▶ EXERCISE INSTRUCTIONS
Every line of the material is to be reproduced verbatim.

▶ SUPPLIED DATA
---*---

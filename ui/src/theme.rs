//! Dark theme wrapper.
//!
//! Everything visual is CSS custom properties in `assets/theme/main.css`; the
//! provider loads the sheet (inlined in native release builds, where there is
//! no asset server) and tags the subtree with the dark color scheme.

use dioxus::prelude::*;

const THEME_CSS: Asset = asset!("/assets/theme/main.css");
const THEME_CSS_INLINE: &str = include_str!(concat!(
    env!("CARGO_MANIFEST_DIR"),
    "/assets/theme/main.css"
));

#[component]
pub fn ThemeProvider(children: Element) -> Element {
    rsx! {
        document::Link { rel: "stylesheet", href: THEME_CSS }
        if cfg!(all(not(debug_assertions), not(target_arch = "wasm32"))) {
            document::Style { "{THEME_CSS_INLINE}" }
        }

        div { class: "theme theme--dark", "data-color-scheme": "dark",
            {children}
        }
    }
}
//! Navigation sections and the path → section resolver.
//!
//! The drawer highlights at most one section. Which one is a pure function of
//! the current location path, evaluated on every render so it can never drift
//! from the router:
//!
//! | path                  | section       |
//! |-----------------------|---------------|
//! | `/`                   | `Recipes`     |
//! | `/recipes…`           | `Recipes`     |
//! | `/ingredients…`       | `Ingredients` |
//! | anything else         | none          |
//!
//! Query strings and fragments are ignored, so `/?tab=x` still counts as the
//! root.

use crate::t;

#[derive(Debug, Clone, Copy, PartialEq, Eq, Hash)]
pub enum Section {
    Recipes,
    Ingredients,
}

impl Section {
    /// Drawer order.
    pub const ALL: [Section; 2] = [Section::Recipes, Section::Ingredients];

    /// Canonical route path.
    pub fn path(self) -> &'static str {
        match self {
            Self::Recipes => "/recipes",
            Self::Ingredients => "/ingredients",
        }
    }

    /// Stable identifier used for element keys and CSS modifiers.
    pub fn key(self) -> &'static str {
        match self {
            Self::Recipes => "recipes",
            Self::Ingredients => "ingredients",
        }
    }

    /// Localized drawer label.
    pub fn label(self) -> String {
        match self {
            Self::Recipes => t!("nav-recipes"),
            Self::Ingredients => t!("nav-ingredients"),
        }
    }
}

/// Map the current location path onto the section to highlight.
pub fn resolve_section(path: &str) -> Option<Section> {
    let path = path.split(['?', '#']).next().unwrap_or(path);

    if path == "/" || path.starts_with(Section::Recipes.path()) {
        Some(Section::Recipes)
    } else if path.starts_with(Section::Ingredients.path()) {
        Some(Section::Ingredients)
    } else {
        None
    }
}

#[cfg(test)]
mod tests {
    use super::*;

    #[test]
    fn root_aliases_to_recipes() {
        assert_eq!(resolve_section("/"), Some(Section::Recipes));
    }

    #[test]
    fn prefixes_select_their_section() {
        assert_eq!(resolve_section("/recipes"), Some(Section::Recipes));
        assert_eq!(resolve_section("/recipes/anything"), Some(Section::Recipes));
        assert_eq!(resolve_section("/ingredients"), Some(Section::Ingredients));
        assert_eq!(
            resolve_section("/ingredients/6f1c1f8e/variants"),
            Some(Section::Ingredients)
        );
    }

    #[test]
    fn unknown_paths_select_nothing() {
        assert_eq!(resolve_section("/other"), None);
        assert_eq!(resolve_section(""), None);
        assert_eq!(resolve_section("/settings/recipes"), None);
    }

    #[test]
    fn query_and_fragment_are_ignored() {
        assert_eq!(resolve_section("/?tab=1"), Some(Section::Recipes));
        assert_eq!(resolve_section("/ingredients#top"), Some(Section::Ingredients));
        assert_eq!(resolve_section("/other?next=/recipes"), None);
    }

    #[test]
    fn re_resolves_on_every_path_change() {
        let visited = ["/", "/ingredients", "/other", "/recipes"];
        let resolved: Vec<_> = visited.iter().map(|p| resolve_section(p)).collect();
        assert_eq!(
            resolved,
            vec![
                Some(Section::Recipes),
                Some(Section::Ingredients),
                None,
                Some(Section::Recipes)
            ]
        );
    }

    #[test]
    fn every_section_resolves_from_its_own_path() {
        for section in Section::ALL {
            assert_eq!(resolve_section(section.path()), Some(section));
        }
    }
}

---*---

▶ SOLUTION TO THIS EXERCISE
filename ui/src/theme.rs
//! Dark theme wrapper.
//!
//! Everything visual is CSS custom properties in `assets/theme/main.css`; the
//! provider loads the sheet (inlined in native release builds, where there is
//! no asset server) and tags the subtree with the dark color scheme.

use dioxus::prelude::*;

const THEME_CSS: Asset = asset!("/assets/theme/main.css");
const THEME_CSS_INLINE: &str = include_str!(concat!(
    env!("CARGO_MANIFEST_DIR"),
    "/assets/theme/main.css"
));

#[component]
pub fn ThemeProvider(children: Element) -> Element {
    rsx! {
        document::Link { rel: "stylesheet", href: THEME_CSS }
        if cfg!(all(not(debug_assertions), not(target_arch = "wasm32"))) {
            document::Style { "{THEME_CSS_INLINE}" }
        }

        div { class: "theme theme--dark", "data-color-scheme": "dark",
            {children}
        }
    }
}
//! Navigation sections and the path → section resolver.
//!
//! The drawer highlights at most one section. Which one is a pure function of
//! the current location path, evaluated on every render so it can never drift
//! from the router:
//!
//! | path                  | section       |
//! |-----------------------|---------------|
//! | `/`                   | `Recipes`     |
//! | `/recipes…`           | `Recipes`     |
//! | `/ingredients…`       | `Ingredients` |
//! | anything else         | none          |
//!
//! Query strings and fragments are ignored, so `/?tab=x` still counts as the
//! root.

use crate::t;

#[derive(Debug, Clone, Copy, PartialEq, Eq, Hash)]
pub enum Section {
    Recipes,
    Ingredients,
}

impl Section {
    /// Drawer order.
    pub const ALL: [Section; 2] = [Section::Recipes, Section::Ingredients];

    /// Canonical route path.
    pub fn path(self) -> &'static str {
        match self {
            Self::Recipes => "/recipes",
            Self::Ingredients => "/ingredients",
        }
    }

    /// Stable identifier used for element keys and CSS modifiers.
    pub fn key(self) -> &'static str {
        match self {
            Self::Recipes => "recipes",
            Self::Ingredients => "ingredients",
        }
    }

    /// Localized drawer label.
    pub fn label(self) -> String {
        match self {
            Self::Recipes => t!("nav-recipes"),
            Self::Ingredients => t!("nav-ingredients"),
        }
    }
}

/// Map the current location path onto the section to highlight.
pub fn resolve_section(path: &str) -> Option<Section> {
    let path = path.split(['?', '#']).next().unwrap_or(path);

    if path == "/" || path.starts_with(Section::Recipes.path()) {
        Some(Section::Recipes)
    } else if path.starts_with(Section::Ingredients.path()) {
        Some(Section::Ingredients)
    } else {
        None
    }
}

#[cfg(test)]
mod tests {
    use super::*;

    #[test]
    fn root_aliases_to_recipes() {
        assert_eq!(resolve_section("/"), Some(Section::Recipes));
    }

    #[test]
    fn prefixes_select_their_section() {
        assert_eq!(resolve_section("/recipes"), Some(Section::Recipes));
        assert_eq!(resolve_section("/recipes/anything"), Some(Section::Recipes));
        assert_eq!(resolve_section("/ingredients"), Some(Section::Ingredients));
        assert_eq!(
            resolve_section("/ingredients/6f1c1f8e/variants"),
            Some(Section::Ingredients)
        );
    }

    #[test]
    fn unknown_paths_select_nothing() {
        assert_eq!(resolve_section("/other"), None);
        assert_eq!(resolve_section(""), None);
        assert_eq!(resolve_section("/settings/recipes"), None);
    }

    #[test]
    fn query_and_fragment_are_ignored() {
        assert_eq!(resolve_section("/?tab=1"), Some(Section::Recipes));
        assert_eq!(resolve_section("/ingredients#top"), Some(Section::Ingredients));
        assert_eq!(resolve_section("/other?next=/recipes"), None);
    }

    #[test]
    fn re_resolves_on_every_path_change() {
        let visited = ["/", "/ingredients", "/other", "/recipes"];
        let resolved: Vec<_> = visited.iter().map(|p| resolve_section(p)).collect();
        assert_eq!(
            resolved,
            vec![
                Some(Section::Recipes),
                Some(Section::Ingredients),
                None,
                Some(Section::Recipes)
            ]
        );
    }

    #[test]
    fn every_section_resolves_from_its_own_path() {
        for section in Section::ALL {
            assert_eq!(resolve_section(section.path()), Some(section));
        }
    }
}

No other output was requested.